● **Work required**
Search the listing for the word "positions". Copy every line where it is found.

·····

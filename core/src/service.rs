use std::sync::Arc;

use anyhow::Result;

use crate::cart::{Cart, aggregate};
use crate::dataset::{Dataset, SearchOutcome};
use crate::models::{DEFAULT_GRAMS, FoodDetail, IndexPage, NutrientTotals, TotalPage};
use crate::session::{CartStore, SessionId};

pub const MSG_EMPTY_QUERY: &str = "食品名を入力してください。";
pub const MSG_NOT_FOUND: &str = "該当する食品がありません。";
pub const MSG_CANDIDATES: &str = "候補があります。";
pub const MSG_INVALID_GRAMS: &str = "グラム数は0より大きい数値で入力してください。";
pub const MSG_IGNORED_QUANTITIES: &str = "数値でない分量は変更していません。";

fn msg_detail(name: &str) -> String {
    format!("{name} の栄養素")
}

fn msg_unknown_food(raw: &str) -> String {
    format!("食品が見つかりません (id: {raw})")
}

/// What happened to an add-to-cart request.
#[derive(Debug)]
pub enum AddOutcome {
    Added,
    /// Nothing was added; the page explains why.
    Rejected(IndexPage),
}

/// Parse an optional gram amount from form input. Blank means the default
/// serving; anything else must be a positive number.
#[must_use]
pub fn parse_grams(raw: Option<&str>) -> Option<f64> {
    match raw.map(str::trim) {
        None | Some("") => Some(DEFAULT_GRAMS),
        Some(s) => s
            .trim_end_matches('g')
            .trim()
            .parse::<f64>()
            .ok()
            .filter(|g| g.is_finite() && *g > 0.0),
    }
}

/// Request-level operations behind the web pages. Every cart operation is a
/// load / modify / save round trip against the cart store.
pub struct NutritionService {
    dataset: Arc<Dataset>,
    carts: Arc<dyn CartStore>,
}

impl NutritionService {
    pub fn new(dataset: Arc<Dataset>, carts: Arc<dyn CartStore>) -> Self {
        Self { dataset, carts }
    }

    #[must_use]
    pub fn dataset(&self) -> &Dataset {
        &self.dataset
    }

    pub fn totals(&self, session: &SessionId) -> Result<NutrientTotals> {
        let cart = self.carts.load(session)?;
        Ok(aggregate(cart.entries(), &self.dataset))
    }

    fn index_for(&self, cart: &Cart) -> IndexPage {
        IndexPage {
            cart: cart.lines(),
            totals: aggregate(cart.entries(), &self.dataset).lines(),
            ..IndexPage::default()
        }
    }

    fn total_for(&self, cart: &Cart, message: Option<String>) -> TotalPage {
        TotalPage {
            message,
            cart: cart.lines(),
            totals: aggregate(cart.entries(), &self.dataset).lines(),
        }
    }

    pub fn index_page(&self, session: &SessionId) -> Result<IndexPage> {
        let cart = self.carts.load(session)?;
        Ok(self.index_for(&cart))
    }

    pub fn search(&self, session: &SessionId, query: &str) -> Result<IndexPage> {
        let cart = self.carts.load(session)?;
        let mut page = self.index_for(&cart);
        page.query = query.trim().to_string();

        match self.dataset.search(query) {
            SearchOutcome::EmptyQuery => page.message = Some(MSG_EMPTY_QUERY.to_string()),
            SearchOutcome::NotFound => page.message = Some(MSG_NOT_FOUND.to_string()),
            SearchOutcome::Single(row) => {
                page.message = Some(msg_detail(&row.name));
                page.selected = Some(FoodDetail::from(row));
            }
            SearchOutcome::Candidates(candidates) => {
                page.message = Some(MSG_CANDIDATES.to_string());
                page.candidates = candidates;
            }
        }
        Ok(page)
    }

    pub fn select(&self, session: &SessionId, food_id: &str) -> Result<IndexPage> {
        let cart = self.carts.load(session)?;
        let mut page = self.index_for(&cart);

        match food_id.trim().parse::<i64>().ok().and_then(|id| self.dataset.get(id)) {
            Some(row) => {
                page.message = Some(msg_detail(&row.name));
                page.selected = Some(FoodDetail::from(row));
            }
            None => page.message = Some(msg_unknown_food(food_id.trim())),
        }
        Ok(page)
    }

    pub fn add_to_cart(
        &self,
        session: &SessionId,
        food_id: &str,
        grams: Option<&str>,
    ) -> Result<AddOutcome> {
        let mut cart = self.carts.load(session)?;

        let Some(row) = food_id
            .trim()
            .parse::<i64>()
            .ok()
            .and_then(|id| self.dataset.get(id))
        else {
            let mut page = self.index_for(&cart);
            page.message = Some(msg_unknown_food(food_id.trim()));
            return Ok(AddOutcome::Rejected(page));
        };

        let Some(grams) = parse_grams(grams) else {
            let mut page = self.index_for(&cart);
            page.message = Some(MSG_INVALID_GRAMS.to_string());
            page.selected = Some(FoodDetail::from(row));
            return Ok(AddOutcome::Rejected(page));
        };

        cart.add(row, grams)?;
        tracing::debug!(%session, food_id = row.id, grams, "added to cart");
        self.carts.save(session, cart)?;
        Ok(AddOutcome::Added)
    }

    pub fn total_page(&self, session: &SessionId) -> Result<TotalPage> {
        let cart = self.carts.load(session)?;
        Ok(self.total_for(&cart, None))
    }

    /// Apply new quantities by position. Blank or non-numeric values leave
    /// the entry as it was; zero or negative values remove it.
    pub fn update_quantities(&self, session: &SessionId, grams: &[String]) -> Result<TotalPage> {
        let mut cart = self.carts.load(session)?;
        let mut ignored = false;
        let parsed: Vec<Option<f64>> = grams
            .iter()
            .map(|raw| {
                let raw = raw.trim();
                if raw.is_empty() {
                    return None;
                }
                let value = raw
                    .trim_end_matches('g')
                    .trim()
                    .parse::<f64>()
                    .ok()
                    .filter(|g| g.is_finite());
                if value.is_none() {
                    ignored = true;
                }
                value
            })
            .collect();

        cart.update_quantities(&parsed);
        let page = self.total_for(&cart, ignored.then(|| MSG_IGNORED_QUANTITIES.to_string()));
        self.carts.save(session, cart)?;
        Ok(page)
    }

    pub fn delete_selected(&self, session: &SessionId, positions: &[String]) -> Result<TotalPage> {
        let mut cart = self.carts.load(session)?;
        let positions: Vec<usize> = positions
            .iter()
            .filter_map(|p| p.trim().parse::<usize>().ok())
            .collect();
        cart.delete_selected(&positions);
        let page = self.total_for(&cart, None);
        self.carts.save(session, cart)?;
        Ok(page)
    }

    pub fn clear(&self, session: &SessionId) -> Result<TotalPage> {
        let mut cart = self.carts.load(session)?;
        cart.clear();
        let page = self.total_for(&cart, None);
        self.carts.save(session, cart)?;
        Ok(page)
    }
}
use std::collections::BTreeSet;

use anyhow::{Result, bail};
use serde::{Deserialize, Serialize};

use crate::dataset::Dataset;
use crate::models::{CartEntry, CartLine, FoodRow, Nutrient, NutrientTotals, format_amount};

/// Ordered list of selections owned by one session.
#[derive(Debug, Clone, Default, PartialEq, Serialize, Deserialize)]
pub struct Cart {
    entries: Vec<CartEntry>,
}

impl Cart {
    #[must_use]
    pub fn new() -> Self {
        Self::default()
    }

    #[must_use]
    pub fn entries(&self) -> &[CartEntry] {
        &self.entries
    }

    #[must_use]
    pub fn len(&self) -> usize {
        self.entries.len()
    }

    #[must_use]
    pub fn is_empty(&self) -> bool {
        self.entries.is_empty()
    }

    /// Append `grams` of `row`. Quantities must be positive.
    pub fn add(&mut self, row: &FoodRow, grams: f64) -> Result<()> {
        if !(grams.is_finite() && grams > 0.0) {
            bail!("grams must be greater than 0");
        }
        self.entries.push(CartEntry {
            food_id: row.id,
            name: row.name.clone(),
            grams,
        });
        Ok(())
    }

    /// Replace quantities position by position. `None` keeps the current
    /// quantity; a value `<= 0` drops the entry.
    pub fn update_quantities(&mut self, grams: &[Option<f64>]) {
        let entries = std::mem::take(&mut self.entries);
        self.entries = entries
            .into_iter()
            .enumerate()
            .filter_map(|(i, mut entry)| match grams.get(i).copied().flatten() {
                Some(g) if !g.is_finite() => Some(entry),
                Some(g) if g <= 0.0 => None,
                Some(g) => {
                    entry.grams = g;
                    Some(entry)
                }
                None => Some(entry),
            })
            .collect();
    }

    /// Remove the entries at `positions`; out-of-range positions are ignored.
    pub fn delete_selected(&mut self, positions: &[usize]) {
        let doomed: BTreeSet<usize> = positions.iter().copied().collect();
        let entries = std::mem::take(&mut self.entries);
        self.entries = entries
            .into_iter()
            .enumerate()
            .filter(|(i, _)| !doomed.contains(i))
            .map(|(_, e)| e)
            .collect();
    }

    pub fn clear(&mut self) {
        self.entries.clear();
    }

    #[must_use]
    pub fn lines(&self) -> Vec<CartLine> {
        self.entries
            .iter()
            .enumerate()
            .map(|(index, e)| CartLine {
                index,
                food_id: e.food_id,
                name: e.name.clone(),
                grams: format_amount(e.grams),
                amount: e.grams.to_string(),
            })
            .collect()
    }
}

/// Sum every nutrient across the cart, scaling each row by `grams / 100`.
///
/// Entries are resolved by id, then by exact name; entries that resolve to
/// nothing are skipped without comment.
#[must_use]
pub fn aggregate(entries: &[CartEntry], dataset: &Dataset) -> NutrientTotals {
    let mut totals = NutrientTotals::zero();
    for entry in entries {
        let Some(row) = dataset
            .get(entry.food_id)
            .or_else(|| dataset.find_by_name(&entry.name))
        else {
            continue;
        };
        let ratio = entry.grams / 100.0;
        for nutrient in Nutrient::ALL {
            totals.add(nutrient, row.amount(nutrient) * ratio);
        }
    }
    totals
}
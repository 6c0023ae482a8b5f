use unicode_normalization::UnicodeNormalization;

const KATAKANA_START: u32 = 0x30A1; // ァ
const KATAKANA_END: u32 = 0x30F6; // ヶ
const KANA_OFFSET: u32 = 0x60;

/// Canonical search key for a food name or query token.
///
/// NFKC (folds half-width katakana and full-width latin), lowercase, NFKC
/// again, kanji replaced by their hiragana reading, katakana to hiragana,
/// whitespace runs collapsed to one space, trimmed.
#[must_use]
pub fn normalize_name(text: &str) -> String {
    let lowered = text.nfkc().collect::<String>().to_lowercase();
    // Lowercasing can leave combining marks out of canonical order
    let composed: String = lowered.nfkc().collect();
    let read = kanji_to_hiragana(&composed);
    let folded: String = read.chars().map(katakana_to_hiragana).collect();
    folded.split_whitespace().collect::<Vec<_>>().join(" ")
}

fn is_kanji(c: char) -> bool {
    matches!(c,
        '\u{3400}'..='\u{4DBF}'
        | '\u{4E00}'..='\u{9FFF}'
        | '\u{F900}'..='\u{FAFF}'
        | '\u{3005}' // 々
    )
}

fn is_hiragana(c: char) -> bool {
    matches!(c, '\u{3041}'..='\u{3096}')
}

/// Replace each kanji run (with its trailing okurigana) by its reading.
/// Everything else is copied through untouched.
fn kanji_to_hiragana(text: &str) -> String {
    if !text.chars().any(is_kanji) {
        return text.to_string();
    }

    let mut out = String::with_capacity(text.len() * 2);
    let mut segment = String::new();
    let mut in_kanji = false;
    for c in text.chars() {
        if is_kanji(c) {
            if !in_kanji && !segment.is_empty() {
                out.push_str(&kakasi::convert(&segment).hiragana);
                segment.clear();
            }
            in_kanji = true;
            segment.push(c);
        } else if !segment.is_empty() && is_hiragana(c) {
            in_kanji = false;
            segment.push(c);
        } else {
            if !segment.is_empty() {
                out.push_str(&kakasi::convert(&segment).hiragana);
                segment.clear();
            }
            in_kanji = false;
            out.push(c);
        }
    }
    if !segment.is_empty() {
        out.push_str(&kakasi::convert(&segment).hiragana);
    }
    out
}

/// [`normalize_name`] for cells that may be absent; absent text maps to "".
#[must_use]
pub fn normalize_field(text: Option<&str>) -> String {
    text.map(normalize_name).unwrap_or_default()
}

fn katakana_to_hiragana(c: char) -> char {
    let code = c as u32;
    let mapped = match code {
        KATAKANA_START..=KATAKANA_END => code - KANA_OFFSET,
        // ヽ ヾ iteration marks
        0x30FD | 0x30FE => code - KANA_OFFSET,
        _ => return c,
    };
    char::from_u32(mapped).unwrap_or(c)
}

/// Split a raw query on ASCII and ideographic spaces and normalize each
/// token, dropping tokens that normalize to nothing.
#[must_use]
pub fn query_tokens(query: &str) -> Vec<String> {
    query
        .replace('\u{3000}', " ")
        .split_whitespace()
        .map(normalize_name)
        .filter(|t| !t.is_empty())
        .collect()
}

/// Header comparison key: NFKC with every whitespace character removed, so
/// padded headers like "カ ル シ ウ ム" match "カルシウム".
#[must_use]
pub fn header_key(header: &str) -> String {
    header.nfkc().filter(|c| !c.is_whitespace()).collect()
}
use std::collections::BTreeMap;

use serde::{Deserialize, Serialize};

/// Nutrient columns carried by the dataset, in display order.
#[derive(Debug, Clone, Copy, PartialEq, Eq, PartialOrd, Ord, Hash, Serialize, Deserialize)]
#[serde(rename_all = "snake_case")]
pub enum Nutrient {
    Energy,
    Protein,
    Fat,
    Carbohydrate,
    Fiber,
    SaltEquivalent,
    Calcium,
    Iron,
    VitaminA,
    VitaminC,
}

impl Nutrient {
    pub const ALL: [Nutrient; 10] = [
        Nutrient::Energy,
        Nutrient::Protein,
        Nutrient::Fat,
        Nutrient::Carbohydrate,
        Nutrient::Fiber,
        Nutrient::SaltEquivalent,
        Nutrient::Calcium,
        Nutrient::Iron,
        Nutrient::VitaminA,
        Nutrient::VitaminC,
    ];

    /// Column header as it appears in the food composition table.
    #[must_use]
    pub fn column(self) -> &'static str {
        match self {
            Self::Energy => "エネルギー",
            Self::Protein => "たんぱく質",
            Self::Fat => "脂質",
            Self::Carbohydrate => "炭水化物",
            Self::Fiber => "食物繊維総量",
            Self::SaltEquivalent => "食塩相当量",
            Self::Calcium => "カ ル シ ウ ム",
            Self::Iron => "鉄",
            Self::VitaminA => "ビタミンA",
            Self::VitaminC => "ビタミンC",
        }
    }

    /// Display label (the header without the table's padding spaces).
    #[must_use]
    pub fn label(self) -> &'static str {
        match self {
            Self::Calcium => "カルシウム",
            other => other.column(),
        }
    }

    #[must_use]
    pub fn unit(self) -> &'static str {
        match self {
            Self::Energy => "kcal",
            Self::Protein | Self::Fat | Self::Carbohydrate | Self::Fiber | Self::SaltEquivalent => {
                "g"
            }
            Self::Calcium | Self::Iron | Self::VitaminC => "mg",
            Self::VitaminA => "µg",
        }
    }
}

pub const ID_COLUMN: &str = "食品番号";
pub const NAME_COLUMN: &str = "食品名(100g当たり)";
pub const REMARKS_COLUMN: &str = "備　　考";
pub const REMARKS_LABEL: &str = "備考";

/// Serving size used when an add-to-cart request carries no amount.
pub const DEFAULT_GRAMS: f64 = 100.0;

/// One row of the food composition table. Values are kept as the raw cell
/// text; numeric interpretation happens through [`parse_or_zero`].
#[derive(Debug, Clone, Serialize)]
pub struct FoodRow {
    pub id: i64,
    pub name: String,
    #[serde(skip)]
    pub normalized_name: String,
    pub nutrients: BTreeMap<Nutrient, String>,
    pub remarks: String,
}

impl FoodRow {
    /// Raw cell text for a nutrient (empty when the cell was blank).
    #[must_use]
    pub fn raw(&self, nutrient: Nutrient) -> &str {
        self.nutrients.get(&nutrient).map_or("", String::as_str)
    }

    /// Numeric value per 100 g; unparseable cells count as zero.
    #[must_use]
    pub fn amount(&self, nutrient: Nutrient) -> f64 {
        parse_or_zero(self.raw(nutrient))
    }

    /// Per-nutrient detail lines followed by the remarks line.
    #[must_use]
    pub fn detail_lines(&self) -> Vec<DetailLine> {
        let mut lines: Vec<DetailLine> = Nutrient::ALL
            .iter()
            .map(|&n| DetailLine {
                name: n.label().to_string(),
                value: format!("{} {}", self.raw(n), n.unit()).trim().to_string(),
            })
            .collect();
        lines.push(DetailLine {
            name: REMARKS_LABEL.to_string(),
            value: self.remarks.trim().to_string(),
        });
        lines
    }
}

/// Parse a table cell as a number, yielding `0.0` for anything that is not
/// a finite number ("Tr", "-", "(0.1)", blanks).
#[must_use]
pub fn parse_or_zero(raw: &str) -> f64 {
    raw.trim()
        .parse::<f64>()
        .ok()
        .filter(|v| v.is_finite())
        .unwrap_or(0.0)
}

#[derive(Debug, Clone, PartialEq, Serialize, Deserialize)]
pub struct CartEntry {
    pub food_id: i64,
    pub name: String,
    pub grams: f64,
}

/// Gram-scaled nutrient sums over the full nutrient key set.
#[derive(Debug, Clone, PartialEq, Serialize)]
pub struct NutrientTotals(BTreeMap<Nutrient, f64>);

impl NutrientTotals {
    #[must_use]
    pub fn zero() -> Self {
        Self(Nutrient::ALL.iter().map(|&n| (n, 0.0)).collect())
    }

    #[must_use]
    pub fn get(&self, nutrient: Nutrient) -> f64 {
        self.0.get(&nutrient).copied().unwrap_or(0.0)
    }

    pub fn add(&mut self, nutrient: Nutrient, value: f64) {
        *self.0.entry(nutrient).or_insert(0.0) += value;
    }

    pub fn iter(&self) -> impl Iterator<Item = (Nutrient, f64)> + '_ {
        self.0.iter().map(|(&n, &v)| (n, v))
    }

    #[must_use]
    pub fn lines(&self) -> Vec<TotalLine> {
        self.iter()
            .map(|(n, v)| TotalLine {
                key: n,
                name: n.label().to_string(),
                value: format_amount(v),
                unit: n.unit().to_string(),
            })
            .collect()
    }
}

impl Default for NutrientTotals {
    fn default() -> Self {
        Self::zero()
    }
}

/// Round to two decimals and drop trailing zeros: `178.0` → "178", `3.05` → "3.05".
#[must_use]
pub fn format_amount(value: f64) -> String {
    let s = format!("{value:.2}");
    let s = s.trim_end_matches('0').trim_end_matches('.');
    if s == "-0" { "0".to_string() } else { s.to_string() }
}

// --- View models ---

#[derive(Debug, Clone, Serialize)]
pub struct DetailLine {
    pub name: String,
    pub value: String,
}

#[derive(Debug, Clone, Serialize)]
pub struct TotalLine {
    pub key: Nutrient,
    pub name: String,
    pub value: String,
    pub unit: String,
}

#[derive(Debug, Clone, PartialEq, Eq, Serialize)]
pub struct Candidate {
    pub id: i64,
    pub name: String,
}

#[derive(Debug, Clone, Serialize)]
pub struct FoodDetail {
    pub id: i64,
    pub name: String,
    pub lines: Vec<DetailLine>,
}

impl From<&FoodRow> for FoodDetail {
    fn from(row: &FoodRow) -> Self {
        Self {
            id: row.id,
            name: row.name.clone(),
            lines: row.detail_lines(),
        }
    }
}

#[derive(Debug, Clone, Serialize)]
pub struct CartLine {
    pub index: usize,
    pub food_id: i64,
    pub name: String,
    /// Rounded for display.
    pub grams: String,
    /// Exact amount, for form inputs that are posted back.
    pub amount: String,
}

#[derive(Debug, Clone, Default, Serialize)]
pub struct IndexPage {
    pub query: String,
    pub message: Option<String>,
    pub selected: Option<FoodDetail>,
    pub candidates: Vec<Candidate>,
    pub cart: Vec<CartLine>,
    pub totals: Vec<TotalLine>,
}

#[derive(Debug, Clone, Default, Serialize)]
pub struct TotalPage {
    pub message: Option<String>,
    pub cart: Vec<CartLine>,
    pub totals: Vec<TotalLine>,
}

#[derive(Debug, Clone, PartialEq, Serialize)]
pub struct RecipeCard {
    pub title: String,
    pub url: String,
    pub image: Option<String>,
    pub indication: String,
    pub cost: String,
    pub description: String,
}

#[derive(Debug, Clone, Default, Serialize)]
pub struct CookPage {
    pub enabled: bool,
    pub recipes: Vec<RecipeCard>,
}
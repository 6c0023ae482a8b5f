use serde::Serialize;
use tabled::{
    Table, Tabled,
    settings::{Alignment, Modify, Style, object::Columns},
};

use eiyo_core::models::{FoodRow, Nutrient, format_amount};

pub(crate) fn print_food_table(foods: &[&FoodRow]) {
    #[derive(Tabled)]
    struct Row {
        #[tabled(rename = "#")]
        idx: usize,
        #[tabled(rename = "ID")]
        id: i64,
        #[tabled(rename = "Name")]
        name: String,
        #[tabled(rename = "kcal/100g")]
        energy: String,
        #[tabled(rename = "P/100g")]
        protein: String,
        #[tabled(rename = "F/100g")]
        fat: String,
        #[tabled(rename = "C/100g")]
        carbs: String,
    }

    let rows: Vec<Row> = foods
        .iter()
        .enumerate()
        .map(|(i, f)| Row {
            idx: i + 1,
            id: f.id,
            name: truncate(&f.name, 35),
            energy: cell(f, Nutrient::Energy),
            protein: cell(f, Nutrient::Protein),
            fat: cell(f, Nutrient::Fat),
            carbs: cell(f, Nutrient::Carbohydrate),
        })
        .collect();

    let table = Table::new(&rows)
        .with(Style::rounded())
        .with(Modify::new(Columns::new(3..7)).with(Alignment::right()))
        .to_string();
    println!("{table}");
}

pub(crate) fn print_food_detail(food: &FoodRow) {
    #[derive(Tabled)]
    struct Line {
        #[tabled(rename = "Nutrient")]
        name: String,
        #[tabled(rename = "Per 100g")]
        value: String,
    }

    println!("{} (ID {})", food.name, food.id);
    let lines: Vec<Line> = food
        .detail_lines()
        .into_iter()
        .map(|l| Line {
            name: l.name,
            value: l.value,
        })
        .collect();
    let table = Table::new(&lines).with(Style::rounded()).to_string();
    println!("{table}");
}

/// Raw cell text, or "-" for a blank cell.
fn cell(food: &FoodRow, nutrient: Nutrient) -> String {
    let raw = food.raw(nutrient).trim();
    if raw.is_empty() {
        "-".to_string()
    } else if raw.parse::<f64>().is_ok() {
        format_amount(food.amount(nutrient))
    } else {
        raw.to_string()
    }
}

pub(crate) fn json_error(message: &str) -> String {
    #[derive(Serialize)]
    struct CliError<'a> {
        error: &'a str,
    }
    serde_json::to_string(&CliError { error: message })
        .unwrap_or_else(|_| format!("{{\"error\":\"{message}\"}}"))
}

pub(crate) fn truncate(s: &str, max: usize) -> String {
    if s.chars().count() <= max {
        s.to_string()
    } else {
        let end = s.char_indices().nth(max - 3).map_or(s.len(), |(i, _)| i);
        format!("{}...", &s[..end])
    }
}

·····

● **Answer area**
    pub fn delete_selected(&self, session: &SessionId, positions: &[String]) -> Result<TotalPage> {
        let positions: Vec<usize> = positions
        cart.delete_selected(&positions);
    /// Remove the entries at `positions`; out-of-range positions are ignored.
    pub fn delete_selected(&mut self, positions: &[usize]) {
        let doomed: BTreeSet<usize> = positions.iter().copied().collect();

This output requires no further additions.